* **Work to be completed**: Every line containing the string "ReportType" is to be copied from the records.

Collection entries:

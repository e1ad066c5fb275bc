use std::cmp::Ordering;
use std::hash::{Hash, Hasher};

use crate::domain::validation::ValidationError;

use phonenumber::country;

/// Point in time with the UTC offset it was expressed in (`send_at`, `received_at`, ...).
///
/// Equality compares instants; the offset is kept for rendering.
pub type Timestamp = chrono::DateTime<chrono::FixedOffset>;

#[derive(Debug, Clone, PartialEq, Eq, PartialOrd, Ord, Hash)]
/// Recipient or originator address: an MSISDN or a short code (`to`).
///
/// Invariant: must not be empty. The value is kept exactly as provided; if you want E.164
/// normalization, parse into [`PhoneNumber`] and convert it into [`Msisdn`].
pub struct Msisdn(String);

impl Msisdn {
    /// JSON property used for recipients (`to`).
    pub const FIELD: &'static str = "to";

    /// Create a validated (non-empty) address.
    pub fn new(value: impl Into<String>) -> Result<Self, ValidationError> {
        let value = value.into();
        if value.is_empty() {
            return Err(ValidationError::Empty { field: Self::FIELD });
        }
        Ok(Self(value))
    }

    /// Validate a whole list of addresses, failing on the first empty one.
    pub fn list<I, S>(values: I) -> Result<Vec<Self>, ValidationError>
    where
        I: IntoIterator<Item = S>,
        S: Into<String>,
    {
        values.into_iter().map(Self::new).collect()
    }

    /// Borrow the address as provided.
    pub fn as_str(&self) -> &str {
        &self.0
    }
}

impl From<PhoneNumber> for Msisdn {
    fn from(value: PhoneNumber) -> Self {
        value.msisdn
    }
}

#[derive(Debug, Clone)]
/// Phone number parsed with `phonenumber`, used to normalize batch recipients and
/// inbound originators to the E.164 form XMS reports back (`+46701234567`).
///
/// Two numbers are equal when their E.164 forms are; ordering and hashing follow suit.
pub struct PhoneNumber {
    input: String,
    msisdn: Msisdn,
    parsed: phonenumber::PhoneNumber,
}

impl PhoneNumber {
    /// Parse a number, falling back to `default_region` when it has no country prefix.
    pub fn parse(
        default_region: Option<country::Id>,
        input: impl Into<String>,
    ) -> Result<Self, ValidationError> {
        let input: String = input.into();
        let input = input.trim().to_owned();
        if input.is_empty() {
            return Err(ValidationError::Empty {
                field: Msisdn::FIELD,
            });
        }

        let parsed = match phonenumber::parse(default_region, &input) {
            Ok(parsed) => parsed,
            Err(_) => return Err(ValidationError::InvalidPhoneNumber { input }),
        };
        let e164 = parsed.format().mode(phonenumber::Mode::E164).to_string();

        Ok(Self {
            input,
            msisdn: Msisdn(e164),
            parsed,
        })
    }

    /// Normalize a recipient list for [`BatchCreate`](crate::BatchCreate) and friends.
    pub fn recipients<I, S>(
        default_region: Option<country::Id>,
        inputs: I,
    ) -> Result<Vec<Msisdn>, ValidationError>
    where
        I: IntoIterator<Item = S>,
        S: Into<String>,
    {
        inputs
            .into_iter()
            .map(|input| Self::parse(default_region, input).map(Msisdn::from))
            .collect()
    }

    /// Input as given, minus surrounding whitespace.
    pub fn raw(&self) -> &str {
        &self.input
    }

    pub fn e164(&self) -> &str {
        self.msisdn.as_str()
    }

    /// The recipient address this number is sent to.
    pub fn msisdn(&self) -> &Msisdn {
        &self.msisdn
    }

    /// Region the number belongs to, when `phonenumber` can tell.
    pub fn country(&self) -> Option<country::Id> {
        self.parsed.country().id()
    }
}

impl PartialEq for PhoneNumber {
    fn eq(&self, other: &Self) -> bool {
        self.msisdn == other.msisdn
    }
}

impl Eq for PhoneNumber {}

impl Hash for PhoneNumber {
    fn hash<H: Hasher>(&self, state: &mut H) {
        self.msisdn.hash(state);
    }
}

impl PartialOrd for PhoneNumber {
    fn partial_cmp(&self, other: &Self) -> Option<Ordering> {
        Some(self.cmp(other))
    }
}

impl Ord for PhoneNumber {
    fn cmp(&self, other: &Self) -> Ordering {
        self.msisdn.cmp(&other.msisdn)
    }
}

#[derive(Debug, Clone, PartialEq, Eq, PartialOrd, Ord, Hash)]
/// Batch originator (`from`): an MSISDN, short code or alphanumeric sender.
///
/// Invariant: must not be empty.
pub struct Sender(String);

impl Sender {
    /// JSON property used by XMS (`from`).
    pub const FIELD: &'static str = "from";

    /// Create a validated [`Sender`].
    pub fn new(value: impl Into<String>) -> Result<Self, ValidationError> {
        let value = value.into();
        if value.is_empty() {
            return Err(ValidationError::Empty { field: Self::FIELD });
        }
        Ok(Self(value))
    }

    /// Borrow the sender as provided.
    pub fn as_str(&self) -> &str {
        &self.0
    }
}

#[derive(Debug, Clone, PartialEq, Eq, PartialOrd, Ord, Hash)]
/// Server-assigned batch identifier.
///
/// Invariant: non-empty after trimming.
pub struct BatchId(String);

impl BatchId {
    /// JSON property used by XMS (`id`).
    pub const FIELD: &'static str = "id";

    /// Create a validated [`BatchId`].
    pub fn new(value: impl Into<String>) -> Result<Self, ValidationError> {
        let value = value.into();
        let trimmed = value.trim();
        if trimmed.is_empty() {
            return Err(ValidationError::Empty { field: Self::FIELD });
        }
        Ok(Self(trimmed.to_owned()))
    }

    /// Borrow the validated batch id.
    pub fn as_str(&self) -> &str {
        &self.0
    }
}

#[derive(Debug, Clone, PartialEq, Eq, PartialOrd, Ord, Hash)]
/// Server-assigned group identifier.
///
/// Invariant: non-empty after trimming.
pub struct GroupId(String);

impl GroupId {
    /// JSON property used by XMS (`id`).
    pub const FIELD: &'static str = "id";

    /// Create a validated [`GroupId`].
    pub fn new(value: impl Into<String>) -> Result<Self, ValidationError> {
        let value = value.into();
        let trimmed = value.trim();
        if trimmed.is_empty() {
            return Err(ValidationError::Empty { field: Self::FIELD });
        }
        Ok(Self(trimmed.to_owned()))
    }

    /// Borrow the validated group id.
    pub fn as_str(&self) -> &str {
        &self.0
    }
}

#[derive(Debug, Clone, PartialEq, Eq, PartialOrd, Ord, Hash)]
/// Server-assigned identifier of an inbound (MO) message.
///
/// Invariant: non-empty after trimming.
pub struct InboundId(String);

impl InboundId {
    /// JSON property used by XMS (`id`).
    pub const FIELD: &'static str = "id";

    /// Create a validated [`InboundId`].
    pub fn new(value: impl Into<String>) -> Result<Self, ValidationError> {
        let value = value.into();
        let trimmed = value.trim();
        if trimmed.is_empty() {
            return Err(ValidationError::Empty { field: Self::FIELD });
        }
        Ok(Self(trimmed.to_owned()))
    }

    /// Borrow the validated inbound id.
    pub fn as_str(&self) -> &str {
        &self.0
    }
}

#[derive(Debug, Clone, PartialEq, Eq, Hash)]
/// URL the platform posts delivery reports and inbound messages to (`callback_url`).
///
/// Invariant: absolute `http` or `https` URL.
pub struct CallbackUrl(url::Url);

impl CallbackUrl {
    /// JSON property used by XMS (`callback_url`).
    pub const FIELD: &'static str = "callback_url";

    /// Parse and validate a callback URL.
    pub fn new(value: impl Into<String>) -> Result<Self, ValidationError> {
        parse_http_url(Self::FIELD, value.into()).map(Self)
    }

    /// Serialized form of the URL.
    pub fn as_str(&self) -> &str {
        self.0.as_str()
    }

    /// The parsed URL.
    pub fn url(&self) -> &url::Url {
        &self.0
    }
}

pub(crate) fn parse_http_url(
    field: &'static str,
    value: String,
) -> Result<url::Url, ValidationError> {
    let trimmed = value.trim();
    if trimmed.is_empty() {
        return Err(ValidationError::Empty { field });
    }
    let invalid = || ValidationError::InvalidUrl {
        field,
        input: trimmed.to_owned(),
    };
    let parsed = url::Url::parse(trimmed).map_err(|_| invalid())?;
    if !matches!(parsed.scheme(), "http" | "https") {
        return Err(invalid());
    }
    Ok(parsed)
}

#[derive(Debug, Clone, Copy, PartialEq, Eq, Hash)]
/// Kind of delivery report requested for a batch (`delivery_report`).
pub enum ReportType {
    /// No delivery report callback.
    None,
    /// One callback per batch with per-status counts.
    Summary,
    /// Like [`ReportType::Summary`], also listing the recipients per status.
    Full,
    /// One callback per recipient and status change.
    PerRecipient,
    /// One callback per recipient, only for final statuses.
    PerRecipientFinal,
}

impl ReportType {
    /// JSON property used by XMS (`delivery_report`).
    pub const FIELD: &'static str = "delivery_report";

    /// Wire name of this report type.
    pub fn as_str(self) -> &'static str {
        match self {
            Self::None => "none",
            Self::Summary => "summary",
            Self::Full => "full",
            Self::PerRecipient => "per_recipient",
            Self::PerRecipientFinal => "per_recipient_final",
        }
    }

    /// Look up a report type by its wire name.
    pub fn from_name(name: &str) -> Option<Self> {
        Some(match name {
            "none" => Self::None,
            "summary" => Self::Summary,
            "full" => Self::Full,
            "per_recipient" => Self::PerRecipient,
            "per_recipient_final" => Self::PerRecipientFinal,
            _ => return None,
        })
    }
}

#[derive(Debug, Clone, PartialEq, Eq, PartialOrd, Ord, Hash)]
/// Delivery status reported by XMS (`status`).
///
/// This value is preserved as-is even when the status is unknown to this crate.
pub struct DeliveryStatus(String);

impl DeliveryStatus {
    /// JSON property used by XMS (`status`).
    pub const FIELD: &'static str = "status";

    /// Construct a status from its wire name.
    pub fn new(value: impl Into<String>) -> Self {
        Self(value.into())
    }

    /// Wire name as provided by XMS.
    pub fn as_str(&self) -> &str {
        &self.0
    }

    /// Map this status to a known variant, if one exists.
    pub fn known_kind(&self) -> Option<KnownDeliveryStatus> {
        KnownDeliveryStatus::from_name(&self.0)
    }
}

impl From<KnownDeliveryStatus> for DeliveryStatus {
    fn from(value: KnownDeliveryStatus) -> Self {
        Self(value.as_str().to_owned())
    }
}

#[derive(Debug, Clone, Copy, PartialEq, Eq, Hash)]
#[non_exhaustive]
/// Delivery statuses documented by XMS.
pub enum KnownDeliveryStatus {
    Queued,
    Dispatched,
    Aborted,
    Rejected,
    Delivered,
    Failed,
    Expired,
    Unknown,
}

impl KnownDeliveryStatus {
    /// Convert a wire status name into a known variant.
    pub fn from_name(name: &str) -> Option<Self> {
        Some(match name {
            "Queued" => Self::Queued,
            "Dispatched" => Self::Dispatched,
            "Aborted" => Self::Aborted,
            "Rejected" => Self::Rejected,
            "Delivered" => Self::Delivered,
            "Failed" => Self::Failed,
            "Expired" => Self::Expired,
            "Unknown" => Self::Unknown,
            _ => return None,
        })
    }

    /// Wire name of this status.
    pub fn as_str(self) -> &'static str {
        match self {
            Self::Queued => "Queued",
            Self::Dispatched => "Dispatched",
            Self::Aborted => "Aborted",
            Self::Rejected => "Rejected",
            Self::Delivered => "Delivered",
            Self::Failed => "Failed",
            Self::Expired => "Expired",
            Self::Unknown => "Unknown",
        }
    }

    /// Whether the message is still on its way (no final outcome yet).
    pub fn is_pending(self) -> bool {
        matches!(self, Self::Queued | Self::Dispatched)
    }
}
use serde::{Deserialize, Serialize};
use serde_json::Value;

use super::DecodingError;
use super::batch::{msisdns_from_wire, msisdns_to_wire};
use super::inbound::{MO_BINARY, MO_TEXT, decode_inbound_value};
use super::wire::{
    Tagged, format_timestamp, from_value, lookup, parse_optional_timestamp, parse_timestamp,
    required, validated,
};
use crate::domain::{
    BatchDeliveryReport, BatchId, Callback, DeliveryStatus, MessageChannel, Msisdn,
    RecipientDeliveryReport, StatusBucket,
};

const DELIVERY_REPORT_SMS: &str = "delivery_report_sms";
const DELIVERY_REPORT_MMS: &str = "delivery_report_mms";
const RECIPIENT_DELIVERY_REPORT_SMS: &str = "recipient_delivery_report_sms";
const RECIPIENT_DELIVERY_REPORT_MMS: &str = "recipient_delivery_report_mms";

const BATCH_ID: &str = "batch_id";

const BATCH_REPORTS: &[(&str, MessageChannel)] = &[
    (DELIVERY_REPORT_SMS, MessageChannel::Sms),
    (DELIVERY_REPORT_MMS, MessageChannel::Mms),
];

const RECIPIENT_REPORTS: &[(&str, MessageChannel)] = &[
    (RECIPIENT_DELIVERY_REPORT_SMS, MessageChannel::Sms),
    (RECIPIENT_DELIVERY_REPORT_MMS, MessageChannel::Mms),
];

type CallbackDecoder = fn(Value) -> Result<Callback, DecodingError>;

const CALLBACKS: &[(&str, CallbackDecoder)] = &[
    (MO_TEXT, inbound_callback),
    (MO_BINARY, inbound_callback),
    (DELIVERY_REPORT_SMS, batch_report_callback),
    (DELIVERY_REPORT_MMS, batch_report_callback),
    (RECIPIENT_DELIVERY_REPORT_SMS, recipient_report_callback),
    (RECIPIENT_DELIVERY_REPORT_MMS, recipient_report_callback),
];

#[derive(Debug, Clone, Serialize, Deserialize)]
pub struct WireBatchReport {
    #[serde(default, skip_serializing_if = "Option::is_none")]
    batch_id: Option<String>,
    #[serde(default, skip_serializing_if = "Option::is_none")]
    total_message_count: Option<u64>,
    #[serde(default)]
    statuses: Vec<WireStatusBucket>,
    #[serde(default, skip_serializing_if = "Option::is_none")]
    client_reference: Option<String>,
}

#[derive(Debug, Clone, Serialize, Deserialize)]
struct WireStatusBucket {
    #[serde(default)]
    code: Option<i32>,
    #[serde(default)]
    status: Option<String>,
    #[serde(default)]
    count: Option<u64>,
    #[serde(default, skip_serializing_if = "Vec::is_empty")]
    recipients: Vec<String>,
}

#[derive(Debug, Clone, Serialize, Deserialize)]
pub struct WireRecipientReport {
    #[serde(default, skip_serializing_if = "Option::is_none")]
    batch_id: Option<String>,
    #[serde(default, skip_serializing_if = "Option::is_none")]
    recipient: Option<String>,
    #[serde(default, skip_serializing_if = "Option::is_none")]
    code: Option<i32>,
    #[serde(default, skip_serializing_if = "Option::is_none")]
    status: Option<String>,
    #[serde(default, skip_serializing_if = "Option::is_none")]
    status_message: Option<String>,
    #[serde(default, skip_serializing_if = "Option::is_none")]
    operator: Option<String>,
    #[serde(default, skip_serializing_if = "Option::is_none")]
    at: Option<String>,
    #[serde(default, skip_serializing_if = "Option::is_none")]
    operator_status_at: Option<String>,
    #[serde(default, skip_serializing_if = "Option::is_none")]
    client_reference: Option<String>,
    #[serde(default, skip_serializing_if = "Option::is_none")]
    encoding: Option<String>,
    #[serde(default, skip_serializing_if = "Option::is_none")]
    number_of_message_parts: Option<u32>,
}

pub fn encode_batch_report(report: &BatchDeliveryReport) -> Tagged<WireBatchReport> {
    let kind = match report.channel {
        MessageChannel::Sms => DELIVERY_REPORT_SMS,
        MessageChannel::Mms => DELIVERY_REPORT_MMS,
    };
    Tagged::new(
        kind,
        WireBatchReport {
            batch_id: Some(report.batch_id.as_str().to_owned()),
            total_message_count: Some(report.total_message_count),
            statuses: report
                .statuses
                .iter()
                .map(|bucket| WireStatusBucket {
                    code: Some(bucket.code),
                    status: Some(bucket.status.as_str().to_owned()),
                    count: Some(bucket.count),
                    recipients: msisdns_to_wire(&bucket.recipients),
                })
                .collect(),
            client_reference: report.client_reference.clone(),
        },
    )
}

pub fn decode_batch_report_json(json: &str) -> Result<BatchDeliveryReport, DecodingError> {
    let value: Value = serde_json::from_str(json)?;
    decode_batch_report_value(value)
}

pub(crate) fn decode_batch_report_value(
    value: Value,
) -> Result<BatchDeliveryReport, DecodingError> {
    let channel = *lookup("batch delivery report", &value, BATCH_REPORTS)?;
    let wire: WireBatchReport = from_value(value)?;

    let statuses = wire
        .statuses
        .into_iter()
        .map(|bucket| {
            let status = required(DeliveryStatus::FIELD, bucket.status)?;
            Ok(StatusBucket {
                code: required("code", bucket.code)?,
                status: DeliveryStatus::new(status),
                count: required("count", bucket.count)?,
                recipients: msisdns_from_wire("recipients", bucket.recipients)?,
            })
        })
        .collect::<Result<Vec<_>, DecodingError>>()?;

    Ok(BatchDeliveryReport {
        channel,
        batch_id: batch_id(wire.batch_id)?,
        total_message_count: required("total_message_count", wire.total_message_count)?,
        statuses,
        client_reference: wire.client_reference,
    })
}

pub fn encode_recipient_report(report: &RecipientDeliveryReport) -> Tagged<WireRecipientReport> {
    let kind = match report.channel {
        MessageChannel::Sms => RECIPIENT_DELIVERY_REPORT_SMS,
        MessageChannel::Mms => RECIPIENT_DELIVERY_REPORT_MMS,
    };
    Tagged::new(
        kind,
        WireRecipientReport {
            batch_id: Some(report.batch_id.as_str().to_owned()),
            recipient: Some(report.recipient.as_str().to_owned()),
            code: Some(report.code),
            status: Some(report.status.as_str().to_owned()),
            status_message: report.status_message.clone(),
            operator: report.operator.clone(),
            at: Some(format_timestamp(&report.at)),
            operator_status_at: report.operator_status_at.as_ref().map(format_timestamp),
            client_reference: report.client_reference.clone(),
            encoding: report.encoding.clone(),
            number_of_message_parts: report.number_of_message_parts,
        },
    )
}

pub fn decode_recipient_report_json(
    json: &str,
) -> Result<RecipientDeliveryReport, DecodingError> {
    let value: Value = serde_json::from_str(json)?;
    decode_recipient_report_value(value)
}

pub(crate) fn decode_recipient_report_value(
    value: Value,
) -> Result<RecipientDeliveryReport, DecodingError> {
    let channel = *lookup("recipient delivery report", &value, RECIPIENT_REPORTS)?;
    let wire: WireRecipientReport = from_value(value)?;

    let recipient = required("recipient", wire.recipient)?;
    let at = required("at", wire.at)?;
    Ok(RecipientDeliveryReport {
        channel,
        batch_id: batch_id(wire.batch_id)?,
        recipient: validated("recipient", Msisdn::new(recipient))?,
        code: required("code", wire.code)?,
        status: DeliveryStatus::new(required(DeliveryStatus::FIELD, wire.status)?),
        at: parse_timestamp("at", &at)?,
        status_message: wire.status_message,
        operator: wire.operator,
        operator_status_at: parse_optional_timestamp(
            "operator_status_at",
            wire.operator_status_at,
        )?,
        client_reference: wire.client_reference,
        encoding: wire.encoding,
        number_of_message_parts: wire.number_of_message_parts,
    })
}

/// Decode anything posted to a callback URL: inbound messages and both report shapes.
pub fn decode_callback_json(json: &str) -> Result<Callback, DecodingError> {
    let value: Value = serde_json::from_str(json)?;
    let decode = *lookup("callback", &value, CALLBACKS)?;
    decode(value)
}

fn inbound_callback(value: Value) -> Result<Callback, DecodingError> {
    decode_inbound_value(value).map(Callback::Inbound)
}

fn batch_report_callback(value: Value) -> Result<Callback, DecodingError> {
    decode_batch_report_value(value).map(Callback::BatchDeliveryReport)
}

fn recipient_report_callback(value: Value) -> Result<Callback, DecodingError> {
    decode_recipient_report_value(value).map(Callback::RecipientDeliveryReport)
}

fn batch_id(value: Option<String>) -> Result<BatchId, DecodingError> {
    validated(BATCH_ID, BatchId::new(required(BATCH_ID, value)?))
}

#[cfg(test)]
mod tests {
    use rstest::rstest;

    use super::*;
    use crate::domain::{InboundMessage, KnownDeliveryStatus};

    const FULL_REPORT: &str = r#"
    {
      "type": "delivery_report_sms",
      "batch_id": "3SD49KIOW8lL1Z5E",
      "total_message_count": 3,
      "statuses": [
        {"code": 0, "status": "Delivered", "count": 2, "recipients": ["123", "456"]},
        {"code": 401, "status": "Dispatched", "count": 1, "recipients": ["789"]}
      ],
      "client_reference": "campaign-7"
    }
    "#;

    const RECIPIENT_REPORT: &str = r#"
    {
      "type": "recipient_delivery_report_mms",
      "batch_id": "3-mbA7z9wDKY76ag",
      "recipient": "+46701234567",
      "code": 402,
      "status": "Failed",
      "status_message": "unreachable",
      "operator": "35000",
      "at": "2024-06-01T12:00:00.123Z",
      "operator_status_at": "2024-06-01T11:59:59+02:00",
      "encoding": "GSM",
      "number_of_message_parts": 2
    }
    "#;

    #[test]
    fn decode_full_batch_report() {
        let report = decode_batch_report_json(FULL_REPORT).unwrap();
        assert_eq!(report.channel, MessageChannel::Sms);
        assert_eq!(report.batch_id.as_str(), "3SD49KIOW8lL1Z5E");
        assert_eq!(report.statuses.len(), 2);
        assert_eq!(report.statuses[0].recipients.len(), 2);
        assert_eq!(
            report.count_for(&KnownDeliveryStatus::Delivered.into()),
            2
        );
        assert_eq!(report.client_reference.as_deref(), Some("campaign-7"));

        let json = serde_json::to_string(&encode_batch_report(&report)).unwrap();
        assert_eq!(decode_batch_report_json(&json).unwrap(), report);
    }

    #[test]
    fn summary_report_omits_recipients() {
        let json = r#"{"type":"delivery_report_mms","batch_id":"b","total_message_count":1,"statuses":[{"code":0,"status":"Delivered","count":1}]}"#;
        let report = decode_batch_report_json(json).unwrap();
        assert_eq!(report.channel, MessageChannel::Mms);
        assert!(report.statuses[0].recipients.is_empty());

        let encoded = serde_json::to_string(&encode_batch_report(&report)).unwrap();
        assert_eq!(encoded, json);
    }

    #[test]
    fn decode_recipient_report_keeps_unknown_status() {
        let report = decode_recipient_report_json(RECIPIENT_REPORT).unwrap();
        assert_eq!(report.channel, MessageChannel::Mms);
        assert_eq!(report.status.known_kind(), Some(KnownDeliveryStatus::Failed));
        assert_eq!(report.number_of_message_parts, Some(2));
        assert!(report.operator_status_at.is_some());

        let custom = RECIPIENT_REPORT.replace("\"Failed\"", "\"Cancelled\"");
        let report = decode_recipient_report_json(&custom).unwrap();
        assert_eq!(report.status.as_str(), "Cancelled");
        assert_eq!(report.status.known_kind(), None);

        let json = serde_json::to_string(&encode_recipient_report(&report)).unwrap();
        assert_eq!(decode_recipient_report_json(&json).unwrap(), report);
    }

    #[test]
    fn recipient_report_requires_timestamp() {
        let json = r#"{"type":"recipient_delivery_report_sms","batch_id":"b","recipient":"1","code":0,"status":"Delivered"}"#;
        let err = decode_recipient_report_json(json).unwrap_err();
        assert!(matches!(err, DecodingError::MissingField { field: "at" }));
    }

    #[rstest]
    #[case::numeric_at(
        r#"{"type":"recipient_delivery_report_sms","batch_id":"b1","recipient":"1","code":0,"status":"Delivered","at":5}"#,
        "at"
    )]
    #[case::string_code(
        r#"{"type":"recipient_delivery_report_mms","batch_id":"b1","recipient":"1","code":"0","status":"Delivered","at":"2024-06-01T12:00:00Z"}"#,
        "code"
    )]
    #[case::bucket_count(
        r#"{"type":"delivery_report_sms","batch_id":"b1","total_message_count":1,"statuses":[{"code":0,"status":"Delivered","count":"1"}]}"#,
        "statuses[0].count"
    )]
    #[case::bucket_recipient(
        r#"{"type":"delivery_report_sms","batch_id":"b1","total_message_count":1,"statuses":[{"code":0,"status":"Delivered","count":1,"recipients":[4]}]}"#,
        "statuses[0].recipients[0]"
    )]
    fn callback_names_field_of_the_wrong_type(#[case] json: &str, #[case] field: &str) {
        let err = decode_callback_json(json).unwrap_err();
        assert!(matches!(err, DecodingError::InvalidType { .. }), "{err:?}");
        assert_eq!(err.field(), Some(field));
    }

    #[test]
    fn report_kinds_are_not_interchangeable() {
        let err = decode_batch_report_json(RECIPIENT_REPORT).unwrap_err();
        assert!(matches!(err, DecodingError::UnknownType { .. }));
    }

    #[rstest]
    #[case::batch_report(FULL_REPORT, "batch")]
    #[case::recipient_report(RECIPIENT_REPORT, "recipient")]
    #[case::inbound(
        r#"{"type":"mo_text","id":"i","from":"1","to":"2","body":"hi","received_at":"2024-06-01T11:00:00Z"}"#,
        "inbound"
    )]
    fn callback_dispatches_on_type(#[case] json: &str, #[case] expected: &str) {
        let kind = match decode_callback_json(json).unwrap() {
            Callback::Inbound(inbound) => {
                assert!(matches!(inbound.message, InboundMessage::Text { .. }));
                "inbound"
            }
            Callback::BatchDeliveryReport(_) => "batch",
            Callback::RecipientDeliveryReport(_) => "recipient",
        };
        assert_eq!(kind, expected);
    }

    #[test]
    fn callback_rejects_outbound_batches() {
        let err = decode_callback_json(r#"{"type":"mt_text","to":["1"],"body":"x"}"#)
            .unwrap_err();
        assert!(matches!(
            err,
            DecodingError::UnknownType {
                entity: "callback",
                ..
            }
        ));
    }
}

* **Solved exercise**:
pub enum ReportType {
    /// Like [`ReportType::Summary`], also listing the recipients per status.
impl ReportType {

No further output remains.